In [198]:
%matplotlib inline

import random

import matplotlib.pyplot as plt
import math
import numpy as np
import pandas as pd
import seaborn as sns
from scipy import stats
from scipy.stats import randint, uniform
from sklearn import linear_model, preprocessing
from sklearn.decomposition import PCA
from sklearn.ensemble import (AdaBoostClassifier, BaggingClassifier,
                              RandomForestClassifier, RandomForestRegressor)
from sklearn.linear_model import Lasso, LogisticRegression, Ridge
from sklearn.metrics import (accuracy_score, classification_report,
                             confusion_matrix, mean_absolute_error, r2_score)
from sklearn.model_selection import (GridSearchCV, RandomizedSearchCV,
                                     train_test_split)
from sklearn.preprocessing import (LabelEncoder, MinMaxScaler, OneHotEncoder,
                                   PolynomialFeatures, RobustScaler,
                                   StandardScaler)
from sklearn.svm import SVC
from sklearn.tree import DecisionTreeClassifier
from skopt import BayesSearchCV

pd.set_option('display.max_rows',1000)
pd.set_option('display.max_columns',1000)

In [199]:
# import data
dataset_og = pd.read_csv('Data\Measurements-Transformed')
# kopie maken indien we iets van de originele data nodig hebben
dataset = dataset_og.copy()

In [200]:
# Splitsen in features en targets
target = 'Sph-Far-R'

y = dataset[target].values
X = dataset.drop(target, axis=1)

### Eerst proberen per feat een model te maken

*bij verandering van target gewoon onderstaande var veranderen dan zou de rest moeten updaten*

In [201]:
# Splitsen in train en test set
X_train, X_test, y_train, y_test = train_test_split(X, y, test_size=0.2, random_state=42069)

In [202]:
# Linear regression
lregModel = linear_model.LinearRegression()
lregModel.fit(X_train,y_train)
print('r2 score = ', lregModel.score(X_test,y_test))

r2 score =  0.8529754825718101


In [203]:
# test hogere orde features
graad = 2

polyModel = PolynomialFeatures(graad)
polyModel.fit(X_train)
X_train_poly = polyModel.transform(X_train)
X_test_poly = polyModel.transform(X_test)
print('dimensie van X_train_poly: ', X_train_poly.shape)

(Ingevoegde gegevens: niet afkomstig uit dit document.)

impl ActorHandle {
    /// Validates `config` and spawns the actor of `entity`. An invalid
    /// configuration is reported here and no task is spawned.
    #[allow(clippy::too_many_arguments)]
    pub fn new(
        entity: EntityRef,
        config: AggregationConfig,
        fetcher: SharedFetcher,
        clock: SharedClock,
        tx: OutputSender,
        actor_config: ActorConfig,
        stats: either::Either<Meter, AggregationStats>,
    ) -> Result<
        (
            JoinHandle<Result<EntityRef, AggregationActorError>>,
            Self,
        ),
        ConfigurationError,
    > {
        let mut state = AggregationState::new(entity.clone(), config)?;
        state.set_debug_mode(actor_config.debug_mode);
        let stats = match stats {
            either::Either::Left(meter) => AggregationStats::new(meter),
            either::Either::Right(stats) => stats,
        };
        let (cmd_tx, cmd_rx) = mpsc::channel(actor_config.cmd_buffer_size.max(1));
        let actor = AggregationActor::new(state, fetcher, clock, cmd_rx, tx, &actor_config, stats);
        let join_handle = tokio::spawn(actor.run());
        Ok((join_handle, Self { entity, cmd_tx }))
    }

    pub fn entity(&self) -> &EntityRef {
        &self.entity
    }

    async fn send(&self, cmd: ActorCommand) -> Result<(), ActorHandleError> {
        self.cmd_tx
            .send(cmd)
            .await
            .map_err(|_| ActorHandleError::SendError)
    }

    /// Queues a batch of argument updates. The batch is processed in a single
    /// tick.
    pub async fn update(&self, updates: Vec<ArgumentUpdate>) -> Result<(), ActorHandleError> {
        self.send(ActorCommand::Update(updates)).await
    }

    pub async fn tick(&self) -> Result<(), ActorHandleError> {
        self.send(ActorCommand::Tick).await
    }

    /// Loads a persisted snapshot, returns the number of backfilled intervals
    pub async fn restore(
        &self,
        snapshot: HashMap<String, ArgumentWindow>,
    ) -> Result<usize, ActorHandleError> {
        let (tx, rx) = oneshot::channel();
        self.send(ActorCommand::Restore(snapshot, tx)).await?;
        rx.await.map_err(|_| ActorHandleError::ReceiveError)
    }

    pub async fn snapshot(&self) -> Result<HashMap<String, ArgumentWindow>, ActorHandleError> {
        let (tx, rx) = oneshot::channel();
        self.send(ActorCommand::Snapshot(tx)).await?;
        rx.await.map_err(|_| ActorHandleError::ReceiveError)
    }

    pub async fn debug_snapshot(&self) -> Result<Option<DebugPayload>, ActorHandleError> {
        let (tx, rx) = oneshot::channel();
        self.send(ActorCommand::DebugSnapshot(tx)).await?;
        rx.await.map_err(|_| ActorHandleError::ReceiveError)
    }

    pub async fn set_debug_mode(&self, enabled: bool) -> Result<(), ActorHandleError> {
        self.send(ActorCommand::SetDebugMode(enabled)).await
    }

    pub async fn shutdown(&self) -> Result<EntityRef, ActorHandleError> {
        let (tx, rx) = oneshot::channel();
        self.send(ActorCommand::Shutdown(tx)).await?;
        rx.await.map_err(|_| ActorHandleError::ReceiveError)
    }
}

# L2 regularisatie via Ridge regression
lregPolyModel = Ridge(alpha=0.5, tol=0.0001, fit_intercept=True)
lregPolyModel.fit(X_train_poly,y_train)

print('R2 score op training set via L2: ', lregPolyModel.score(X_train_poly,y_train))
print('R2 score op test set via L2: ', lregPolyModel.score(X_test_poly,y_test))
print('Intercept score op test set via L2: ', lregPolyModel.intercept_)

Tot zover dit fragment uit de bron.